▸ **Work order**:
Output only the lines below that start at the line containing "count.div_ceil(LABELS_PER_PAGE).max(1)" and end at the line containing "crate::log::trace!(gap = gap.raw(), x", with both ends kept.

▸ **Data to process**:
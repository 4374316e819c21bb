pub mod group_types;
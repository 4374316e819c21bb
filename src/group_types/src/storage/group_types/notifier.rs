//! Best-effort notification of first-time group type insertions.
//!
//! The manager enqueues a [`GroupTypeInserted`] message and moves on. A
//! [`NotificationWorker`] drains the queue, enriches each message with team
//! metadata and emits an analytics event. Nothing that happens here can fail
//! the allocation that produced the message.

use std::sync::Arc;

use async_trait::async_trait;
use serde::{Deserialize, Serialize};
use serde_json::json;
use tokio::sync::mpsc;
use tokio::task::JoinHandle;
use tracing::{debug, warn};

use super::error::GroupTypeResult;
use super::mapping::{GroupTypeIndex, ProjectId, TeamId};

/// Name of the event emitted for a newly inserted group type.
pub const GROUP_TYPE_INGESTED_EVENT: &str = "group type ingested";

/// Team metadata used to attribute the emitted event.
#[derive(Clone, Debug, PartialEq, Eq, Serialize, Deserialize)]
pub struct Team {
    pub id: TeamId,
    pub project_id: ProjectId,
    pub name: String,
}

/// Lookup of team metadata.
#[async_trait]
pub trait TeamLookup: Send + Sync {
    /// Fetch a team, returning `None` if it does not exist.
    async fn fetch_team(&self, team_id: TeamId) -> GroupTypeResult<Option<Team>>;
}

/// Outbound analytics event emission.
#[async_trait]
pub trait EventNotifier: Send + Sync {
    async fn capture(
        &self,
        team: &Team,
        event: &str,
        properties: serde_json::Value,
    ) -> GroupTypeResult<()>;
}

/// A group type row was created by this process.
#[derive(Clone, Debug, PartialEq, Eq)]
pub struct GroupTypeInserted {
    pub team_id: TeamId,
    pub project_id: ProjectId,
    pub group_type: String,
    pub group_type_index: GroupTypeIndex,
}

/// Sending half of the notification queue.
#[derive(Clone, Debug)]
pub struct NotificationSender {
    tx: mpsc::UnboundedSender<GroupTypeInserted>,
}

impl NotificationSender {
    /// Enqueue a notification without waiting for it to be delivered.
    pub fn send(&self, message: GroupTypeInserted) {
        if let Err(err) = self.tx.send(message) {
            warn!(
                project_id = %err.0.project_id,
                group_type = %err.0.group_type,
                "group type notification queue is closed, dropping notification"
            );
        }
    }
}

/// Create a notification queue and the worker that drains it.
///
/// The worker is returned unstarted; see [`spawn_notification_worker`] for the
/// common case.
pub fn notification_channel(
    team_lookup: Arc<dyn TeamLookup>,
    notifier: Arc<dyn EventNotifier>,
) -> (NotificationSender, NotificationWorker) {
    let (tx, rx) = mpsc::unbounded_channel();
    (
        NotificationSender { tx },
        NotificationWorker {
            rx,
            team_lookup,
            notifier,
        },
    )
}

/// Spawn a worker on the current runtime. It exits once every sender is dropped.
pub fn spawn_notification_worker(
    team_lookup: Arc<dyn TeamLookup>,
    notifier: Arc<dyn EventNotifier>,
) -> (NotificationSender, JoinHandle<()>) {
    let (sender, worker) = notification_channel(team_lookup, notifier);
    (sender, tokio::spawn(worker.run()))
}

/// Drains the notification queue.
pub struct NotificationWorker {
    rx: mpsc::UnboundedReceiver<GroupTypeInserted>,
    team_lookup: Arc<dyn TeamLookup>,
    notifier: Arc<dyn EventNotifier>,
}

impl NotificationWorker {
    pub async fn run(mut self) {
        while let Some(message) = self.rx.recv().await {
            self.deliver(message).await;
        }
        debug!("group type notification worker stopped");
    }

    async fn deliver(&self, message: GroupTypeInserted) {
        let team = match self.team_lookup.fetch_team(message.team_id).await {
            Ok(Some(team)) => team,
            Ok(None) => {
                debug!(
                    team_id = %message.team_id,
                    group_type = %message.group_type,
                    "team not found, skipping group type notification"
                );
                return;
            }
            Err(err) => {
                warn!(
                    team_id = %message.team_id,
                    error = %err,
                    "team lookup failed, skipping group type notification"
                );
                return;
            }
        };

        let properties = json!({
            "group_type": message.group_type,
            "group_type_index": message.group_type_index.get(),
        });
        if let Err(err) = self
            .notifier
            .capture(&team, GROUP_TYPE_INGESTED_EVENT, properties)
            .await
        {
            warn!(
                team_id = %team.id,
                error = %err,
                "failed to emit group type notification"
            );
        }
    }
}
//! Group type index allocation for event ingestion.
//!
//! See [`storage::group_types`] for the allocation protocol.

pub mod storage;
//! Pagination and per-slot placement of labels on A4 sheets.
//!
//! A sheet is a fixed grid of five slots separated by four equal gaps. The
//! grid does not depend on how many labels a page holds: a page with one
//! label reserves the same slot positions as a full page.

use std::ops::Range;

use crate::geometry::{LabelFormat, PrintMargins, SHEET_HEIGHT, SHEET_WIDTH, available_area};
use crate::model::Label;
use crate::types::{Mm, Point, Rect, RectMm, Rotation, Size};

/// Slots per sheet
pub const LABELS_PER_PAGE: usize = 5;

/// Number of pages needed for `count` labels. Never zero.
pub fn page_count(count: usize) -> usize {
    count.div_ceil(LABELS_PER_PAGE).max(1)
}

/// Indices of the labels on `page`, clipped to `count`.
pub fn page_range(page: usize, count: usize) -> Range<usize> {
    let start = (page * LABELS_PER_PAGE).min(count);
    let end = (start + LABELS_PER_PAGE).min(count);
    start..end
}

/// The page a label appended to a collection of `count_before` labels lands on.
pub fn page_for_insert(count_before: usize) -> usize {
    count_before / LABELS_PER_PAGE
}

/// Labels of one page.
pub fn page_slice(labels: &[Label], page: usize) -> &[Label] {
    &labels[page_range(page, labels.len())]
}

/// Every page's slice, in order. An empty collection still yields one
/// (empty) page.
pub fn pages(labels: &[Label]) -> Vec<&[Label]> {
    (0..page_count(labels.len()))
        .map(|page| page_slice(labels, page))
        .collect()
}

/// Slot grid of a sheet for a given set of margins.
#[derive(Debug, Clone, Copy, PartialEq)]
pub struct SheetGeometry {
    /// Left edge shared by every slot
    pub x: Mm,
    /// Top edge of slot 0
    pub top: Mm,
    /// Space between two consecutive slots; negative when margins leave too
    /// little height
    pub gap: Mm,
    /// Placement width (label long axis)
    pub label_width: Mm,
    /// Placement height (label short axis)
    pub label_height: Mm,
}

impl SheetGeometry {
    pub fn compute(margins: &PrintMargins) -> Self {
        let label = LabelFormat::Standard.dimensions().effective_size();
        let available = available_area(margins);
        let slots = LABELS_PER_PAGE as f64;

        let gap = (available.h - label.h * slots) / (slots - 1.0);
        let centred = (SHEET_WIDTH - label.w) / 2.0;
        let x = margins.left.max(centred);

        crate::log::trace!(gap = gap.raw(), x = x.raw(), "sheet geometry");
        Self {
            x,
            top: margins.top,
            gap,
            label_width: label.w,
            label_height: label.h,
        }
    }

    /// Top edge of slot `k` (0-indexed).
    pub fn slot_y(&self, k: usize) -> Mm {
        self.top + (self.label_height + self.gap) * k as f64
    }

    pub fn slot_rect(&self, k: usize) -> RectMm {
        Rect::new(
            Point::new(self.x, self.slot_y(k)),
            Size::new(self.label_width, self.label_height),
        )
    }

    /// Distance from the sheet bottom to the bottom edge of the last slot.
    pub fn bottom_clearance(&self) -> Mm {
        SHEET_HEIGHT - self.slot_rect(LABELS_PER_PAGE - 1).bottom()
    }
}

/// Where one label sits on its sheet.
#[derive(Debug, Clone, Copy, PartialEq)]
pub struct Placement<'a> {
    pub label: &'a Label,
    pub slot: usize,
    pub rect: RectMm,
}

/// Place up to five labels into consecutive slots, starting at slot 0.
///
/// Labels beyond the fifth are ignored; callers pass a single page.
pub fn layout_page<'a>(labels: &'a [Label], margins: &PrintMargins) -> Vec<Placement<'a>> {
    if labels.is_empty() {
        return Vec::new();
    }
    let grid = SheetGeometry::compute(margins);
    labels
        .iter()
        .take(LABELS_PER_PAGE)
        .enumerate()
        .map(|(slot, label)| Placement {
            label,
            slot,
            rect: grid.slot_rect(slot),
        })
        .collect()
}

/// Layout of one sheet in a document
#[derive(Debug, Clone, PartialEq)]
pub struct PageLayout<'a> {
    pub index: usize,
    pub placements: Vec<Placement<'a>>,
}

/// Paginate and place a whole collection.
pub fn layout_document<'a>(labels: &'a [Label], margins: &PrintMargins) -> Vec<PageLayout<'a>> {
    let layout: Vec<_> = pages(labels)
        .into_iter()
        .enumerate()
        .map(|(index, page)| PageLayout {
            index,
            placements: layout_page(page, margins),
        })
        .collect();
    crate::log::debug!(labels = labels.len(), pages = layout.len(), "laid out document");
    layout
}

/// How the sheet is shown on screen. Print output is always portrait A4.
#[derive(Debug, Clone, Copy, PartialEq, Eq, Hash, Default)]
pub enum SheetOrientation {
    /// Sheet turned sideways so the labels read left to right
    #[default]
    Landscape,
    Portrait,
}

impl SheetOrientation {
    pub fn toggled(self) -> Self {
        match self {
            SheetOrientation::Landscape => SheetOrientation::Portrait,
            SheetOrientation::Portrait => SheetOrientation::Landscape,
        }
    }

    /// Zoom factor for the on-screen sheet.
    pub fn preview_zoom(self) -> f64 {
        match self {
            SheetOrientation::Landscape => 1.0,
            SheetOrientation::Portrait => 0.75,
        }
    }

    /// Rotation applied to the whole sheet preview.
    pub fn preview_rotation(self) -> Rotation {
        match self {
            SheetOrientation::Landscape => Rotation::Deg90,
            SheetOrientation::Portrait => Rotation::Deg0,
        }
    }
}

▸ **Answer to this task**:
    count.div_ceil(LABELS_PER_PAGE).max(1)
}

/// Indices of the labels on `page`, clipped to `count`.
pub fn page_range(page: usize, count: usize) -> Range<usize> {
    let start = (page * LABELS_PER_PAGE).min(count);
    let end = (start + LABELS_PER_PAGE).min(count);
    start..end
}

/// The page a label appended to a collection of `count_before` labels lands on.
pub fn page_for_insert(count_before: usize) -> usize {
    count_before / LABELS_PER_PAGE
}

/// Labels of one page.
pub fn page_slice(labels: &[Label], page: usize) -> &[Label] {
    &labels[page_range(page, labels.len())]
}

/// Every page's slice, in order. An empty collection still yields one
/// (empty) page.
pub fn pages(labels: &[Label]) -> Vec<&[Label]> {
    (0..page_count(labels.len()))
        .map(|page| page_slice(labels, page))
        .collect()
}

/// Slot grid of a sheet for a given set of margins.
#[derive(Debug, Clone, Copy, PartialEq)]
pub struct SheetGeometry {
    /// Left edge shared by every slot
    pub x: Mm,
    /// Top edge of slot 0
    pub top: Mm,
    /// Space between two consecutive slots; negative when margins leave too
    /// little height
    pub gap: Mm,
    /// Placement width (label long axis)
    pub label_width: Mm,
    /// Placement height (label short axis)
    pub label_height: Mm,
}

impl SheetGeometry {
    pub fn compute(margins: &PrintMargins) -> Self {
        let label = LabelFormat::Standard.dimensions().effective_size();
        let available = available_area(margins);
        let slots = LABELS_PER_PAGE as f64;

        let gap = (available.h - label.h * slots) / (slots - 1.0);
        let centred = (SHEET_WIDTH - label.w) / 2.0;
        let x = margins.left.max(centred);

        crate::log::trace!(gap = gap.raw(), x = x.raw(), "sheet geometry");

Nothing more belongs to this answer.